DIRECTIONS FOR THIS TASK> Reproduce every line that appears below, precisely and completely.

Start of ENTRIES SHOWN

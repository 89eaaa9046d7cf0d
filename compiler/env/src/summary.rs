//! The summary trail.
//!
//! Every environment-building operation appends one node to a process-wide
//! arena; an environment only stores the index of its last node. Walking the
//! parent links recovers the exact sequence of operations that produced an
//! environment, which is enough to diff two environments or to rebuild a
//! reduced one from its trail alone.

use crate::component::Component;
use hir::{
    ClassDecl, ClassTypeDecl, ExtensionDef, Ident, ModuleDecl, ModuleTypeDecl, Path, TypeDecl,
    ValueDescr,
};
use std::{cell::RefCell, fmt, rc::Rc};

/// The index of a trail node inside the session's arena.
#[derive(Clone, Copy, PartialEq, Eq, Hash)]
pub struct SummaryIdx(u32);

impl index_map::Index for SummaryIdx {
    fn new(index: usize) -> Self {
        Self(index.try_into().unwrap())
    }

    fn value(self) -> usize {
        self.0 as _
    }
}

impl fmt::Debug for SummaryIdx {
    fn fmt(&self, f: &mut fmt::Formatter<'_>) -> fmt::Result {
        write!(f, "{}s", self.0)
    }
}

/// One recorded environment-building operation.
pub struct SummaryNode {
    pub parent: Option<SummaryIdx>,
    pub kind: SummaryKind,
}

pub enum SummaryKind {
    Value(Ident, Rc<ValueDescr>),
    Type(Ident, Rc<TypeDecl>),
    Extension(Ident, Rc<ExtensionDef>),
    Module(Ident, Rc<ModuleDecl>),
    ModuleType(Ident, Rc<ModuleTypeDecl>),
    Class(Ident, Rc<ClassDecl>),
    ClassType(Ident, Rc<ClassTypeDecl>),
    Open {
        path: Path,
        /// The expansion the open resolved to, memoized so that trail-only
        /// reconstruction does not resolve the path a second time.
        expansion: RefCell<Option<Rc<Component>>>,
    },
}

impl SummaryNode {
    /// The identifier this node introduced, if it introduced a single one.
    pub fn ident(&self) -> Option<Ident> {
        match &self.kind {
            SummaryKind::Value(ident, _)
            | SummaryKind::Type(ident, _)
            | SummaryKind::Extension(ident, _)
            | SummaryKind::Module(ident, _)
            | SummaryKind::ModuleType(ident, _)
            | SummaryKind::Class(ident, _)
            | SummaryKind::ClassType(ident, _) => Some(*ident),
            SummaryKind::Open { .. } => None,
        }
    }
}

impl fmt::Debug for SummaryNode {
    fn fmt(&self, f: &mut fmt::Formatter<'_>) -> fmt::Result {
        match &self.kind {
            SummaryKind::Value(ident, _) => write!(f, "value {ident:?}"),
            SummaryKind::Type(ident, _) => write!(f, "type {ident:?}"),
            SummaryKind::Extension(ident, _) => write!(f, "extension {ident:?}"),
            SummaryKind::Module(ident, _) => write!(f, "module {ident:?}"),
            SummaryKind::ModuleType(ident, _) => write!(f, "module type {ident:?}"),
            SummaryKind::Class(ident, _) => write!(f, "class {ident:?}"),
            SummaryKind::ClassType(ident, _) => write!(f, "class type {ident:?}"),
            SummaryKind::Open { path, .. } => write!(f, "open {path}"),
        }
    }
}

End of ENTRIES SHOWN

PROBLEM SOLUTION>
repository 89eaaa9046d7cf0d
filename compiler/env/src/summary.rs
//! The summary trail.
//!
//! Every environment-building operation appends one node to a process-wide
//! arena; an environment only stores the index of its last node. Walking the
//! parent links recovers the exact sequence of operations that produced an
//! environment, which is enough to diff two environments or to rebuild a
//! reduced one from its trail alone.

use crate::component::Component;
use hir::{
    ClassDecl, ClassTypeDecl, ExtensionDef, Ident, ModuleDecl, ModuleTypeDecl, Path, TypeDecl,
    ValueDescr,
};
use std::{cell::RefCell, fmt, rc::Rc};

/// The index of a trail node inside the session's arena.
#[derive(Clone, Copy, PartialEq, Eq, Hash)]
pub struct SummaryIdx(u32);

impl index_map::Index for SummaryIdx {
    fn new(index: usize) -> Self {
        Self(index.try_into().unwrap())
    }

    fn value(self) -> usize {
        self.0 as _
    }
}

impl fmt::Debug for SummaryIdx {
    fn fmt(&self, f: &mut fmt::Formatter<'_>) -> fmt::Result {
        write!(f, "{}s", self.0)
    }
}

/// One recorded environment-building operation.
pub struct SummaryNode {
    pub parent: Option<SummaryIdx>,
    pub kind: SummaryKind,
}

pub enum SummaryKind {
    Value(Ident, Rc<ValueDescr>),
    Type(Ident, Rc<TypeDecl>),
    Extension(Ident, Rc<ExtensionDef>),
    Module(Ident, Rc<ModuleDecl>),
    ModuleType(Ident, Rc<ModuleTypeDecl>),
    Class(Ident, Rc<ClassDecl>),
    ClassType(Ident, Rc<ClassTypeDecl>),
    Open {
        path: Path,
        /// The expansion the open resolved to, memoized so that trail-only
        /// reconstruction does not resolve the path a second time.
        expansion: RefCell<Option<Rc<Component>>>,
    },
}

impl SummaryNode {
    /// The identifier this node introduced, if it introduced a single one.
    pub fn ident(&self) -> Option<Ident> {
        match &self.kind {
            SummaryKind::Value(ident, _)
            | SummaryKind::Type(ident, _)
            | SummaryKind::Extension(ident, _)
            | SummaryKind::Module(ident, _)
            | SummaryKind::ModuleType(ident, _)
            | SummaryKind::Class(ident, _)
            | SummaryKind::ClassType(ident, _) => Some(*ident),
            SummaryKind::Open { .. } => None,
        }
    }
}

impl fmt::Debug for SummaryNode {
    fn fmt(&self, f: &mut fmt::Formatter<'_>) -> fmt::Result {
        match &self.kind {
            SummaryKind::Value(ident, _) => write!(f, "value {ident:?}"),
            SummaryKind::Type(ident, _) => write!(f, "type {ident:?}"),
            SummaryKind::Extension(ident, _) => write!(f, "extension {ident:?}"),
            SummaryKind::Module(ident, _) => write!(f, "module {ident:?}"),
            SummaryKind::ModuleType(ident, _) => write!(f, "module type {ident:?}"),
            SummaryKind::Class(ident, _) => write!(f, "class {ident:?}"),
            SummaryKind::ClassType(ident, _) => write!(f, "class type {ident:?}"),
            SummaryKind::Open { path, .. } => write!(f, "open {path}"),
        }
    }
}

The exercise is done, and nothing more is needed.